Below is a shortened version of Wood’s article. To read the whole story, click here: http://tinyurl.com/ha6p7w2
By Ingrid Wood
Clara Glass Ivory would frequently ask her younger brother, Rolla Glass, to accompany her and her husband Edgar D. Ivory to visit Marco B. Ivory and his wife in Brentwood. Since 1877, Marco was manager and superintendent of the Los Meganos Rancho (13,316 acres), more commonly known as the Marsh Ranch. They lived in the beautiful stone house Dr. John Marsh had built for his wife Abby, but she died in 1855 before the mansion was finished in 1856. John Marsh was murdered on Sept. 24, 1856. Their 4-year old daughter Alice Marsh became an orphan.
The Clay Street Bank of San Francisco was put in control of the vast property and Stone House in Brentwood. Marco lived in the John Marsh Stone House for 22-½ years. Rolla loved to talk to Marco Ivory and his black employee Jacob Williams. The family called him Jake.
Prior to this job, Marco had been a sheriff of Contra Costa County for four years. Rolla enjoyed hearing the sheriff’s stories and also his earlier travel stories when Marco traveled from his home in Pennsylvania to New York City and embarked for California, making the trip via the Isthmus of Panama, arriving in San Francisco in 1858. Marco came to Contra Costa County and in Green Valley became associated with Urial Huntington in the management of a ranch of 480 acres. They engaged in stock raising. Marco was there for 14 years.
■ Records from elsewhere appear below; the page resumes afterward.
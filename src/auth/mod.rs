//! Dual-mode authentication.
//!
//! ARCHITECTURE
//! ============
//! `detect` decides once whether the page is embedded in the host app,
//! `user` normalizes both user sources into one shape, and `reconciler`
//! owns the sign-in lifecycle for whichever mode was detected.

pub mod detect;
pub mod reconciler;
pub mod user;
//! Page modules for route-level screens.
//!
//! ARCHITECTURE
//! ============
//! The app has a single screen. `signin` owns the auth lifecycle for its
//! lifetime and delegates the signed-in card to `components`.

pub mod signin;
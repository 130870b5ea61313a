//! `localStorage` / `sessionStorage` as `KeyValueStore`.

use crate::net::storage::KeyValueStore;

#[derive(Clone, Copy, Debug, PartialEq, Eq)]
enum Area {
    Local,
    Session,
}

/// One of the window's storage areas. Unavailable storage (private mode,
/// sandboxed iframe) reads as empty and ignores writes.
#[derive(Clone, Copy, Debug)]
pub struct BrowserStorage {
    area: Area,
}

impl BrowserStorage {
    pub fn local() -> Self {
        Self { area: Area::Local }
    }

    pub fn session() -> Self {
        Self { area: Area::Session }
    }

    fn storage(self) -> Option<web_sys::Storage> {
        let window = web_sys::window()?;
        let storage = match self.area {
            Area::Local => window.local_storage(),
            Area::Session => window.session_storage(),
        };
        match storage {
            Ok(storage) => storage,
            Err(e) => {
                log::warn!("{:?} storage unavailable: {}", self.area, super::js_error_to_string(&e));
                None
            }
        }
    }
}

impl KeyValueStore for BrowserStorage {
    fn get(&self, key: &str) -> Option<String> {
        match self.storage()?.get_item(key) {
            Ok(value) => value,
            Err(e) => {
                log::warn!("storage read {key} failed: {}", super::js_error_to_string(&e));
                None
            }
        }
    }

    fn set(&self, key: &str, value: &str) {
        if let Some(storage) = self.storage() {
            if let Err(e) = storage.set_item(key, value) {
                log::warn!("storage write {key} failed: {}", super::js_error_to_string(&e));
            }
        }
    }

    fn remove(&self, key: &str) {
        if let Some(storage) = self.storage() {
            if let Err(e) = storage.remove_item(key) {
                log::warn!("storage remove {key} failed: {}", super::js_error_to_string(&e));
            }
        }
    }

    fn clear(&self) {
        if let Some(storage) = self.storage() {
            if let Err(e) = storage.clear() {
                log::warn!("storage clear failed: {}", super::js_error_to_string(&e));
            }
        }
    }
}
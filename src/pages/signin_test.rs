use super::*;

fn ann() -> NormalizedUser {
    NormalizedUser {
        id: "u1".to_owned(),
        display_name: Some("Ann".to_owned()),
        email: Some("a@x.com".to_owned()),
        avatar_url: None,
        email_verified: true,
    }
}

fn state(mode: EnvironmentMode, lifecycle: AuthLifecycle, awaiting_redirect: bool) -> AuthState {
    AuthState { mode, lifecycle, awaiting_redirect }
}

#[test]
fn initializing_renders_loading() {
    assert_eq!(view_for(&AuthState::default()), SignInView::Loading);
    assert_eq!(view_for(&AuthState::new(EnvironmentMode::Embedded)), SignInView::Loading);
}

#[test]
fn awaiting_redirect_renders_loading() {
    let s = state(EnvironmentMode::Standalone, AuthLifecycle::SignedOut, true);
    assert_eq!(view_for(&s), SignInView::Loading);
}

#[test]
fn signed_out_standalone_has_no_embedded_note() {
    let s = state(EnvironmentMode::Standalone, AuthLifecycle::SignedOut, false);
    assert_eq!(view_for(&s), SignInView::SignedOut { embedded: false });
}

#[test]
fn signed_out_embedded_shows_note() {
    let s = state(EnvironmentMode::Embedded, AuthLifecycle::SignedOut, false);
    assert_eq!(view_for(&s), SignInView::SignedOut { embedded: true });
}

#[test]
fn signed_in_carries_user_and_method() {
    let s = state(EnvironmentMode::Embedded, AuthLifecycle::SignedIn(ann()), false);
    assert_eq!(view_for(&s), SignInView::SignedIn { user: ann(), method: AuthMethod::HostApp });

    let s = state(EnvironmentMode::Standalone, AuthLifecycle::SignedIn(ann()), false);
    assert_eq!(view_for(&s), SignInView::SignedIn { user: ann(), method: AuthMethod::IdentityBackend });
}
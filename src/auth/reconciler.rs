//! Auth reconciler: the single owner of the sign-in lifecycle.
//!
//! ARCHITECTURE
//! ============
//! The environment mode is fixed at construction and selects one of two
//! writer sets for `AuthState`:
//! - Embedded: host events and the `user_info` storage entry.
//! - Standalone: the identity backend's auth-state subscription.
//!
//! The two sets never mix within one reconciler, so a signed-in user always
//! comes from exactly one source.
//!
//! LIFECYCLE
//! =========
//! `mount()` registers listeners/subscriptions, `unmount()` releases them and
//! flips the liveness flag. Every state write checks that flag first, so a
//! callback or continuation that lands after teardown is a no-op.
//!
//! Synchronous transitions happen inside the call; backend work is handed
//! back as a `LocalBoxFuture` for the caller to spawn on the UI event loop.
//!
//! TRADE-OFFS
//! ==========
//! Standalone sign-out does not touch state directly. The page keeps showing
//! the previous user until the backend's subscription reports `None`.

#[cfg(test)]
#[path = "reconciler_test.rs"]
mod reconciler_test;

use std::cell::{Cell, RefCell};
use std::rc::Rc;

use futures::FutureExt;
use futures::future::LocalBoxFuture;

use super::detect::EnvironmentDetector;
use super::user::{NormalizedUser, UserSource, parse_stored_user, user_from_event_detail};
use crate::net::backend::{BackendError, DetachedBackend, IdentityBackend, Persistence, ProviderRequest};
use crate::net::bridge::{DetachedBridge, HOST_AUTH_EVENTS, HostBridge, HostEventHandler, HostMessage};
use crate::net::registration::Registration;
use crate::net::storage::{ACCESS_TOKEN_KEY, KeyValueStore, MemoryStore, USER_INFO_KEY};
use crate::net::types::BackendUser;
use crate::state::auth::{AuthLifecycle, AuthState, EnvironmentMode};

/// Shown when sign-in is requested inside the host app.
pub const HOST_SIGN_IN_INSTRUCTION: &str = "Please use the 'Sign In' button in the app to authenticate.";

/// Receives a snapshot after every accepted state write.
pub type StateListener = Rc<dyn Fn(&AuthState)>;

#[derive(Debug, thiserror::Error)]
pub enum AuthError {
    #[error(transparent)]
    Backend(#[from] BackendError),
    #[error("stored user record unreadable: {0}")]
    StoredUser(#[from] serde_json::Error),
}

/// Everything outside the page the reconciler talks to.
#[derive(Clone)]
pub struct Collaborators {
    pub bridge: Rc<dyn HostBridge>,
    /// Persistent page-local storage shared with the host app.
    pub local: Rc<dyn KeyValueStore>,
    /// Session-scoped storage, wiped on embedded sign-out.
    pub session: Rc<dyn KeyValueStore>,
    pub backend: Rc<dyn IdentityBackend>,
    /// Epoch milliseconds.
    pub clock: fn() -> i64,
}

impl Collaborators {
    /// No host app, empty in-memory storage, unconfigured backend.
    pub fn detached() -> Self {
        Self {
            bridge: Rc::new(DetachedBridge),
            local: Rc::new(MemoryStore::new()),
            session: Rc::new(MemoryStore::new()),
            backend: Rc::new(DetachedBackend),
            clock: now_ms,
        }
    }

    pub fn detector(&self) -> EnvironmentDetector {
        EnvironmentDetector::new(self.bridge.clone(), self.local.clone())
    }
}

impl std::fmt::Debug for Collaborators {
    fn fmt(&self, f: &mut std::fmt::Formatter<'_>) -> std::fmt::Result {
        f.debug_struct("Collaborators")
            .field("bridge_present", &self.bridge.is_present())
            .finish_non_exhaustive()
    }
}

/// Current time in epoch milliseconds.
#[allow(clippy::cast_possible_truncation, clippy::cast_possible_wrap)]
pub fn now_ms() -> i64 {
    #[cfg(feature = "csr")]
    {
        js_sys::Date::now() as i64
    }
    #[cfg(not(feature = "csr"))]
    {
        std::time::SystemTime::now()
            .duration_since(std::time::UNIX_EPOCH)
            .map_or(0, |d| d.as_millis() as i64)
    }
}

/// Outcome of a sign-in request.
pub enum SignIn {
    /// Embedded: the host app must sign in; carries the user-facing text.
    HostManaged(&'static str),
    /// Standalone: drive this to start the provider redirect.
    Redirect(LocalBoxFuture<'static, Result<(), AuthError>>),
}

impl std::fmt::Debug for SignIn {
    fn fmt(&self, f: &mut std::fmt::Formatter<'_>) -> std::fmt::Result {
        match self {
            Self::HostManaged(text) => f.debug_tuple("HostManaged").field(text).finish(),
            Self::Redirect(_) => f.write_str("Redirect(..)"),
        }
    }
}

struct Inner {
    mode: EnvironmentMode,
    env: Collaborators,
    state: RefCell<AuthState>,
    alive: Cell<bool>,
    mounted: Cell<bool>,
    registrations: RefCell<Vec<Registration>>,
    on_change: StateListener,
}

impl Inner {
    fn update(&self, apply: impl FnOnce(&mut AuthState)) {
        if !self.alive.get() {
            log::debug!("auth state write after unmount dropped");
            return;
        }
        let snapshot = {
            let mut state = self.state.borrow_mut();
            apply(&mut state);
            state.clone()
        };
        (self.on_change)(&snapshot);
    }

    fn set_lifecycle(&self, lifecycle: AuthLifecycle) {
        self.update(|s| s.lifecycle = lifecycle);
    }

    /// Keep a registration until unmount; after unmount release it at once.
    fn hold(&self, mut registration: Registration) {
        if self.alive.get() {
            self.registrations.borrow_mut().push(registration);
        } else {
            registration.release();
        }
    }

    fn accept_host_event(&self, event: &str, detail: Option<serde_json::Value>) {
        match user_from_event_detail(detail) {
            Some(info) => {
                log::info!("host event {event}: received user info");
                self.set_lifecycle(AuthLifecycle::SignedIn(UserSource::Host(info).normalize()));
            }
            None => log::warn!("host event {event} carried no user info, ignored"),
        }
    }

    fn accept_backend_user(&self, user: Option<BackendUser>) {
        let lifecycle = match user {
            Some(user) => AuthLifecycle::SignedIn(UserSource::Backend(user).normalize()),
            None => AuthLifecycle::SignedOut,
        };
        self.update(|s| {
            s.lifecycle = lifecycle;
            s.awaiting_redirect = false;
        });
    }

    fn restore_stored_user(&self) -> Result<Option<NormalizedUser>, AuthError> {
        let Some(raw) = self.env.local.get(USER_INFO_KEY) else {
            return Ok(None);
        };
        let info = parse_stored_user(&raw)?;
        log::info!("restored host user from storage");
        Ok(Some(UserSource::Host(info).normalize()))
    }

    fn clear_host_credentials(&self) {
        self.env.local.remove(ACCESS_TOKEN_KEY);
        self.env.local.remove(USER_INFO_KEY);
    }
}

/// Owns `AuthState` for one page lifetime.
#[derive(Clone)]
pub struct AuthReconciler {
    inner: Rc<Inner>,
}

impl AuthReconciler {
    /// Build a reconciler; the mode is read from `detector` once, here.
    pub fn new(env: Collaborators, detector: &EnvironmentDetector, on_change: StateListener) -> Self {
        let mode = detector.detect();
        Self {
            inner: Rc::new(Inner {
                mode,
                env,
                state: RefCell::new(AuthState::new(mode)),
                alive: Cell::new(true),
                mounted: Cell::new(false),
                registrations: RefCell::new(Vec::new()),
                on_change,
            }),
        }
    }

    pub fn mode(&self) -> EnvironmentMode {
        self.inner.mode
    }

    pub fn state(&self) -> AuthState {
        self.inner.state.borrow().clone()
    }

    pub fn is_alive(&self) -> bool {
        self.inner.alive.get()
    }

    /// Run the initialization protocol for the detected mode.
    ///
    /// Embedded completes before returning and yields `None`. Standalone
    /// yields the persistence, redirect-result and subscribe sequence. Calls
    /// after the first (or after unmount) do nothing.
    pub fn mount(&self) -> Option<LocalBoxFuture<'static, ()>> {
        if !self.inner.alive.get() || self.inner.mounted.replace(true) {
            log::warn!("auth reconciler mounted twice or after unmount");
            return None;
        }
        match self.inner.mode {
            EnvironmentMode::Embedded => {
                self.mount_embedded();
                None
            }
            EnvironmentMode::Standalone => Some(initialize_standalone(self.inner.clone()).boxed_local()),
        }
    }

    fn mount_embedded(&self) {
        let inner = &self.inner;
        for event in HOST_AUTH_EVENTS {
            let weak = Rc::downgrade(inner);
            let handler: HostEventHandler = Rc::new(move |detail| {
                if let Some(inner) = weak.upgrade() {
                    inner.accept_host_event(event, detail);
                }
            });
            inner.hold(inner.env.bridge.listen(event, handler));
        }
        log::debug!("listening for host auth events");

        let restored = match inner.restore_stored_user() {
            Ok(user) => user,
            Err(e) => {
                log::error!("{e}; clearing stored host credentials");
                inner.clear_host_credentials();
                None
            }
        };

        // A host event may already have resolved the state during registration.
        inner.update(|s| {
            if s.lifecycle == AuthLifecycle::Initializing {
                s.lifecycle = restored.map_or(AuthLifecycle::SignedOut, AuthLifecycle::SignedIn);
            }
        });
    }

    pub fn sign_in(&self) -> SignIn {
        match self.inner.mode {
            EnvironmentMode::Embedded => {
                log::info!("sign-in requested while embedded; deferring to host app");
                SignIn::HostManaged(HOST_SIGN_IN_INSTRUCTION)
            }
            EnvironmentMode::Standalone => {
                let inner = self.inner.clone();
                inner.update(|s| s.awaiting_redirect = true);
                let request = ProviderRequest::google();
                SignIn::Redirect(
                    async move {
                        if let Err(e) = inner.env.backend.sign_in_with_redirect(&request).await {
                            log::error!("{e}");
                            inner.update(|s| s.awaiting_redirect = false);
                            return Err(e.into());
                        }
                        Ok(())
                    }
                    .boxed_local(),
                )
            }
        }
    }

    /// Sign out of the detected mode.
    ///
    /// Embedded clears the host credentials, transitions to `SignedOut` and
    /// notifies the host before returning `None`. Standalone yields the
    /// backend sign-out; the subscription reports the transition.
    pub fn sign_out(&self) -> Option<LocalBoxFuture<'static, ()>> {
        match self.inner.mode {
            EnvironmentMode::Embedded => {
                self.sign_out_embedded();
                None
            }
            EnvironmentMode::Standalone => {
                let inner = self.inner.clone();
                Some(
                    async move {
                        if let Err(e) = inner.env.backend.sign_out().await {
                            log::error!("{e}");
                        }
                    }
                    .boxed_local(),
                )
            }
        }
    }

    fn sign_out_embedded(&self) {
        let inner = &self.inner;
        inner.clear_host_credentials();
        inner.env.session.clear();
        inner.set_lifecycle(AuthLifecycle::SignedOut);

        if inner.env.bridge.is_present() {
            let message = HostMessage::LogoutRequested { timestamp: (inner.env.clock)() };
            if let Err(e) = inner.env.bridge.post_message(&message) {
                log::debug!("logout notification not delivered: {e}");
            }
        }
    }

    /// Release every listener and subscription. Safe to call repeatedly.
    pub fn unmount(&self) {
        if !self.inner.alive.replace(false) {
            return;
        }
        let registrations = std::mem::take(&mut *self.inner.registrations.borrow_mut());
        log::debug!("auth reconciler unmounted, releasing {} registrations", registrations.len());
        drop(registrations);
    }
}

impl std::fmt::Debug for AuthReconciler {
    fn fmt(&self, f: &mut std::fmt::Formatter<'_>) -> std::fmt::Result {
        f.debug_struct("AuthReconciler")
            .field("mode", &self.inner.mode)
            .field("state", &*self.inner.state.borrow())
            .field("alive", &self.inner.alive.get())
            .finish_non_exhaustive()
    }
}

async fn initialize_standalone(inner: Rc<Inner>) {
    let backend = inner.env.backend.clone();

    if let Err(e) = backend.set_persistence(Persistence::Local).await {
        log::error!("{e}");
    }
    if !inner.alive.get() {
        return;
    }

    match backend.redirect_result().await {
        Ok(Some(outcome)) => log::info!(
            "redirect result: user={} credential={} token={}",
            outcome.user.email.as_deref().unwrap_or("<none>"),
            outcome.has_credential,
            outcome.has_access_token
        ),
        Ok(None) => log::debug!("no pending redirect result"),
        Err(e) => log::error!("{e}"),
    }
    if !inner.alive.get() {
        return;
    }

    let weak = Rc::downgrade(&inner);
    let registration = backend.on_auth_state_changed(Rc::new(move |user| {
        if let Some(inner) = weak.upgrade() {
            inner.accept_backend_user(user);
        }
    }));
    inner.hold(registration);
}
Williams’s story was a little different. He came with the James M. Tice family from New York to San Francisco in 1849. Tice was a butcher and had a business with a partner, John A. White, in San Francisco. In 1855, Tice purchased 358 acres of land, which later became known as Tice Ranch in Tice Valley, now Rossmoor, Walnut Creek. Williams had moved with the Tice family to the new location in Contra Costa County. The 1860 U.S. Census shows 14 people living on the Tice Ranch. Williams was one of the people and listed as a laborer born in New York.
In 1860, Jack Tice lived at the Tice Ranch. Jack Tice and Jacob Williams both were listed as 38 years of age. James Tice died suddenly of a stroke on March 11, 1867 and the family was not able to pay the mortgage and they lost the ranch.
Marco Ivory and Jacob Williams had met before since both worked in the same area in farming and ranching. Both came from the East and Marco understood the race issue. Williams left the Tice Ranch and went to work for Marco at the “Cook Ranch” in Green Valley near Danville. Voters’ registration shows Williams living in Danville in 1871. Years passed and later Williams was hired by Marco to work for him at the Marsh Ranch in Brentwood.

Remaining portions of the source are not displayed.